Complexity and political compromises, of course, are indigenous to the legislative process. But the way President Obama has chosen to deal with Congress may have intensified the complications. Unlike most of his predecessors, he seems to prefer to send over a broad outline of what he wants accomplished, and let the lawmakers construct the legislation. He used that approach with the stimulus package and House Speaker Nancy Pelosi produced a long list of favorite Democratic programs, with little consideration for how or when they might stimulate the economy. The White House managed to convince enough members to modify the list to be more stimulus-focused without causing an overt split with Pelosi. Even so, many believe the package will not achieve the economic boost it potentially could have, considering the amount of money allocated.
Despite that experience, the president has used the same approach to fulfill his promise to control greenhouse gas emissions using a cap-and-trade scheme. What emerged is a set of legal procedures that resemble cap-and-trade in name only. Proponents explain that compromises were "necessary in order to get the bill out of committee and to the House floor for a vote." Critics say, "It is a tax by another name applied in a complex and costly way, and should have been left to die in committee".
In a textbook cap-and-trade scheme, the government sets a cap on the total reduction in emissions it wants to achieve (In this bill, the goal is to cut greenhouse gases by 83 percent from the 2005 level by 2050). A cap is then set for how many emissions will be allowed legally each year. Then the yearly cap is gradually decreased until the goal is achieved. Permits to emit greenhouse gases are sold at public auctions to polluters at specific time periods. Auctioning prevents energy companies from gaining windfall profits and allows the proceeds of the auctions to serve the public interest. Revenue from the auctions should first go to compensate households, particularly lower-income families, to ease the burden of increased energy costs. But they should not be compensated entirely because some price increase is necessary to induce households to conserve, and thus reduce the demand for energy.
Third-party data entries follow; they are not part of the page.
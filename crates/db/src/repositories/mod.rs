use async_trait::async_trait;
use thiserror::Error;

use tailor_core::domain::profile::{Profile, UserId};

pub mod memory;
pub mod profile;

pub use memory::{InMemoryProfileRepository, UnavailableProfileRepository};
pub use profile::SqlProfileRepository;

#[derive(Debug, Error)]
pub enum RepositoryError {
    #[error("database error: {0}")]
    Database(#[from] sqlx::Error),
    #[error("decode error: {0}")]
    Decode(String),
}

#[async_trait]
pub trait ProfileRepository: Send + Sync {
    async fn find_by_id(&self, id: &UserId) -> Result<Option<Profile>, RepositoryError>;
    async fn save(&self, profile: Profile) -> Result<(), RepositoryError>;
}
President Obama always has maintained that auctioning off permits was essential, "otherwise you are not really pricing emissions." But the Waxman-Markey bill gives away free 85 percent of the permits until 2026. Giving away permits still can provide companies with an incentive to reduce emissions because those with excess permits can sell them, so they would want to reduce emissions further in order to sell more. And those whose emissions exceed their permits and who need to buy more will want to eliminate that need. But because companies - rather than the government - receive the money for selling permits, they will reap windfall profits, and there will be no protection for consumers from higher prices. The Waxman-Markey bill addresses both problems, and that's when things get complicated.
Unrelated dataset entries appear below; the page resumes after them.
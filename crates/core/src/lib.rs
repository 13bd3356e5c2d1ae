pub mod config;
pub mod domain;
pub mod errors;

pub use domain::command::{CommandOutcome, ProfileCommand};
pub use domain::profile::{
    FieldKind, FieldValue, ListField, ListTarget, Profile, StringField, StringTarget, UserId,
};
pub use errors::{ApplicationError, DomainError, InterfaceError};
Windfall profits are not a problem where the government controls prices as it does with electrical utilities (It remains a problem with unregulated industries, but there is not space to explain those complexities). But electricity consumers still would remain unprotected from price increases because the bill assumes state regulators will allow prices to rise to encourage conservation. To minimize the effect of those assumed price increases, the bill gives 30 of the free permits to utilities with the assumption that the benefits from the permits will be passed along to their customers. The form in which the benefits are transferred is important. The bill assumes utilities will soften, but not eliminate, the increase in prices with quarterly or annual rebates. But, as Harvard economist Robert Stavins points out, "the political tendency of utilities is to insulate consumers from price increases, not to compensate," which would reduce the incentive to conserve.
So, what can one conclude about the cap-and-trade bill at this point in its development? First, that ambiguities resulting from the numerous assumptions in the bill will make it nearly impossible to inform electrical customers about expect price increases; and second, the $75 billion a year expected from the government auctioning emission permits, to be used in the administration's budget to help pay for health care, subsidizing alternative energy sources, etc., will not be available when 85 percent of the permits are given away free.
Garth Buchanan holds a doctorate in applied science and has 35 years of experience in operations research.